MRSA Detected at Four U.S. Wastewater Treatment Plants

M.R.S.A. Staphylococcus aureus on Brilliance M...
M.R.S.A. Staphylococcus aureus on Brilliance MRSA Chromogenic Agar (Photo credit: Nathan Reading)

Background: The incidence of community-acquired methicillin-resistant Staphylococcus aureus (CA-MRSA) infections is increasing in the United States, and it is possible that municipal waste­water could be a reservoir of this micro­organism. To date, no U.S. studies have evaluated the occurrence of MRSA in waste­water.

Objective: We examined the occurrence of MRSA and methicillin-susceptible S. aureus (MSSA) at U.S. waste­water treatment plants.

Methods: We collected waste­water samples from two Mid-Atlantic and two Midwest waste­water treatment plants between October 2009 and October 2010. Samples were analyzed for MRSA and MSSA using membrane filtration. Isolates were confirmed using biochemical tests and PCR (polymerase chain reaction). Antimicrobial susceptibility testing was performed by Sensititre® micro­broth dilution. Staphylococcal cassette chromosome mec (SCCmec) typing, Panton-Valentine leucocidin (PVL) screening, and pulsed field gel electrophoresis (PFGE) were performed to further characterize the strains. Data were analyzed by two-sample proportion tests and analysis of variance.
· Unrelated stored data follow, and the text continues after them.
#[cfg(test)]
mod tests {
    use super::*;

    #[test]
    fn unknown_is_identity() {
        let t = NativeType::list_of(NativeType::int());
        assert_eq!(widen(&NativeType::Unknown, &t), t);
        assert_eq!(widen(&t, &NativeType::Unknown), t);
    }

    #[test]
    fn disjoint_primitives_erase() {
        assert_eq!(
            widen(&NativeType::int(), &NativeType::str_runtime()),
            NativeType::PyValue
        );
        assert_eq!(
            widen(&NativeType::Bytes, &NativeType::str_literal()),
            NativeType::PyValue
        );
    }

    #[test]
    fn integer_ladder() {
        assert_eq!(
            widen(&NativeType::Bool, &NativeType::int()),
            NativeType::int()
        );
        assert_eq!(
            widen(&NativeType::int(), &NativeType::Int(IntKind::Unbounded)),
            NativeType::Int(IntKind::Unbounded)
        );
        assert_eq!(
            widen(&NativeType::Int(IntKind::Unbounded), &NativeType::BigInt),
            NativeType::BigInt
        );
    }

    #[test]
    fn float_absorbs_small_ints_only() {
        assert_eq!(
            widen(&NativeType::int(), &NativeType::Float),
            NativeType::Float
        );
        assert_eq!(
            widen(&NativeType::BigInt, &NativeType::Float),
            NativeType::PyValue
        );
    }

    #[test]
    fn string_kinds_unify_to_runtime() {
        assert_eq!(
            widen(&NativeType::str_literal(), &NativeType::str_runtime()),
            NativeType::str_runtime()
        );
    }

    #[test]
    fn none_makes_optional() {
        assert_eq!(
            widen(&NativeType::None, &NativeType::int()),
            NativeType::Optional(Box::new(NativeType::int()))
        );
        // Already-optional values do not double-wrap.
        let opt = NativeType::Optional(Box::new(NativeType::int()));
        assert_eq!(widen(&NativeType::None, &opt), opt);
    }

    #[test]
    fn containers_widen_elementwise() {
        let a = NativeType::list_of(NativeType::int());
        let b = NativeType::list_of(NativeType::Float);
        assert_eq!(widen(&a, &b), NativeType::list_of(NativeType::Float));

        let t1 = NativeType::Tuple(vec![NativeType::int(), NativeType::str_literal()]);
        let t2 = NativeType::Tuple(vec![NativeType::Float, NativeType::str_runtime()]);
        assert_eq!(
            widen(&t1, &t2),
            NativeType::Tuple(vec![NativeType::Float, NativeType::str_runtime()])
        );
    }

    #[test]
    fn mismatched_tuple_arity_erases() {
        let t1 = NativeType::Tuple(vec![NativeType::int()]);
        let t2 = NativeType::Tuple(vec![NativeType::int(), NativeType::int()]);
        assert_eq!(widen(&t1, &t2), NativeType::PyValue);
    }

    #[test]
    fn distinct_classes_erase() {
        let a = NativeType::ClassInstance("A".to_string());
        let b = NativeType::ClassInstance("B".to_string());
        assert_eq!(widen(&a, &b), NativeType::PyValue);
        assert_eq!(widen(&a, &a), a);
    }

    #[test]
    fn callables_collapse_to_callable() {
        assert_eq!(
            widen(&NativeType::Closure(0), &NativeType::Closure(1)),
            NativeType::Callable
        );
    }

    #[test]
    fn array_and_list_mix_to_list() {
        let arr = NativeType::Array(Box::new(NativeType::int()), Some(3));
        let list = NativeType::list_of(NativeType::int());
        assert_eq!(widen(&arr, &list), list);
    }

    #[test]
    fn element_types() {
        assert_eq!(
            NativeType::list_of(NativeType::Float).element_type(),
            NativeType::Float
        );
        assert_eq!(
            NativeType::dict_of(NativeType::str_runtime(), NativeType::int()).element_type(),
            NativeType::str_runtime()
        );
        assert_eq!(NativeType::Bytes.element_type(), NativeType::int());
    }

    mod lattice_laws {
        use super::*;
        use proptest::prelude::*;

        fn leaf() -> impl Strategy<Value = NativeType> {
            prop_oneof![
                Just(NativeType::Unknown),
                Just(NativeType::int()),
                Just(NativeType::Int(IntKind::Unbounded)),
                Just(NativeType::Float),
                Just(NativeType::Bool),
                Just(NativeType::None),
                Just(NativeType::str_literal()),
                Just(NativeType::str_runtime()),
                Just(NativeType::Bytes),
                Just(NativeType::BigInt),
                Just(NativeType::PyValue),
                Just(NativeType::Callable),
                Just(NativeType::Closure(0)),
                Just(NativeType::Closure(1)),
                Just(NativeType::ClassInstance("A".to_string())),
                Just(NativeType::ClassInstance("B".to_string())),
            ]
        }

        fn arb_type() -> impl Strategy<Value = NativeType> {
            leaf().prop_recursive(3, 24, 4, |inner| {
                prop_oneof![
                    inner.clone().prop_map(NativeType::list_of),
                    inner
                        .clone()
                        .prop_map(|t| NativeType::Set(Box::new(t))),
                    inner
                        .clone()
                        .prop_map(|t| NativeType::Deque(Box::new(t))),
                    inner
                        .clone()
                        .prop_map(|t| NativeType::Optional(Box::new(t))),
                    (inner.clone(), inner.clone())
                        .prop_map(|(k, v)| NativeType::dict_of(k, v)),
                    proptest::collection::vec(inner.clone(), 1..3).prop_map(NativeType::Tuple),
                    (inner, proptest::option::of(0usize..4))
                        .prop_map(|(t, n)| NativeType::Array(Box::new(t), n)),
                ]
            })
        }

        proptest! {
            #[test]
            fn widen_is_commutative(a in arb_type(), b in arb_type()) {
                prop_assert_eq!(widen(&a, &b), widen(&b, &a));
            }

            #[test]
            fn widen_is_idempotent(a in arb_type()) {
                prop_assert_eq!(widen(&a, &a), a);
            }

            #[test]
            fn widen_is_associative(a in arb_type(), b in arb_type(), c in arb_type()) {
                let left = widen(&widen(&a, &b), &c);
                let right = widen(&a, &widen(&b, &c));
                prop_assert_eq!(left, right);
            }

            #[test]
            fn unknown_is_identity_everywhere(a in arb_type()) {
                prop_assert_eq!(widen(&a, &NativeType::Unknown), a.clone());
                prop_assert_eq!(widen(&NativeType::Unknown, &a), a);
            }

            #[test]
            fn widen_result_absorbs_operands(a in arb_type(), b in arb_type()) {
                // The lub is stable: widening either operand into the
                // result changes nothing.
                let w = widen(&a, &b);
                prop_assert_eq!(widen(&w, &a), w.clone());
                prop_assert_eq!(widen(&w, &b), w);
            }
        }
    }
}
Results: We detected MRSA (n = 240) and MSSA (n = 119) in 22 of 44 (50%) and 24 of 44 (55%) waste­water samples, respectively. The odds of samples being MRSA-positive decreased as treatment progressed: 10 of 12 (83%) influent samples were MRSA-positive, while only one of 12 (8%) effluent samples was MRSA-positive. Ninety-three percent and 29% of unique MRSA and MSSA isolates, respectively, were multi­drug resistant. SCCmec types II and IV, the pvl gene, and USA types 100, 300, and 700 (PFGE strain types commonly found in the United States) were identified among the MRSA isolates.

Conclusions: Our findings raise potential public health concerns for waste­water treatment plant workers and individuals exposed to reclaimed waste­water. Because of increasing use of reclaimed waste­water, further study is needed to evaluate the risk of exposure to antibiotic-resistant bacteria in treated waste­water.